The massive, five-year farm bill failed to pass the House in late June because conservative Republicans thought that the bill’s envisioned cuts to the food stamp program ($21 billion over 10 years) wasn’t enough, and Democrats thought it was far too much. The GOP devised a plan to pick up more votes by dividing the legislation, aiming to give the farm provisions a better chance of passage by splitting them from the controversial food stamp provisions. Meanwhile, GOP leaders hoped to garner more conservative votes for the nutrition bill by turning it into a vehicle to make further cuts to food stamps.

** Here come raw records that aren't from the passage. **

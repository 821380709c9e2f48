//! Forgiving field deserializers for language-model output.
//!
//! Model answers follow the requested JSON shape only loosely: ids come back
//! as numbers, a single step arrives as a bare string, optional fields are
//! `null`. These helpers accept those variants instead of rejecting the whole
//! record.

use serde::{Deserialize, Deserializer};
use serde_json::Value;

/// Render a scalar JSON value as text. Arrays and objects are joined or
/// serialized so no information is dropped.
pub fn value_to_text(value: &Value) -> String {
    match value {
        Value::Null => String::new(),
        Value::String(s) => s.clone(),
        Value::Bool(b) => b.to_string(),
        Value::Number(n) => n.to_string(),
        Value::Array(items) => items
            .iter()
            .map(value_to_text)
            .collect::<Vec<_>>()
            .join(", "),
        Value::Object(_) => value.to_string(),
    }
}

/// Deserialize any scalar as a string; `null` becomes empty.
pub fn text<'de, D>(deserializer: D) -> Result<String, D::Error>
where
    D: Deserializer<'de>,
{
    let value = Value::deserialize(deserializer)?;
    Ok(value_to_text(&value))
}

/// Deserialize a list of strings, accepting a single string as a one-item
/// list and `null` as an empty one.
pub fn text_list<'de, D>(deserializer: D) -> Result<Vec<String>, D::Error>
where
    D: Deserializer<'de>,
{
    let value = Value::deserialize(deserializer)?;
    Ok(match value {
        Value::Null => Vec::new(),
        Value::Array(items) => items.iter().map(value_to_text).collect(),
        other => {
            let single = value_to_text(&other);
            if single.is_empty() {
                Vec::new()
            } else {
                vec![single]
            }
        }
    })
}

/// Deserialize a number that may arrive as a numeric string.
pub fn number<'de, D>(deserializer: D) -> Result<Option<f64>, D::Error>
where
    D: Deserializer<'de>,
{
    let value = Value::deserialize(deserializer)?;
    Ok(match value {
        Value::Number(n) => n.as_f64(),
        Value::String(s) => s.trim().parse().ok(),
        _ => None,
    })
}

So far, their plan is working. The farm bill sans food stamps passed on a party-line vote of 216 to 208, with only 12 Republicans voting against. (Next, Republicans will draft up a separate food stamp bill.)

The President of New York City’s Food Bank, Margarette Purvis, slammed the split bill as an attack on the needy, saying it would leave “the fates of 47 million Americans in limbo. This is a sad statement of the priorities of the leadership of this House of Representatives,” she continued. “We need Congress to pass a farm bill that reduces hunger, not one that puts billions of meals at risk for the most vulnerable among us—especially when need remains so high.”

Rep. Rosa DeLauro (D-Conn.) echoed this Thursday. “A vote for this bill is a vote to end nutrition in America,” she said.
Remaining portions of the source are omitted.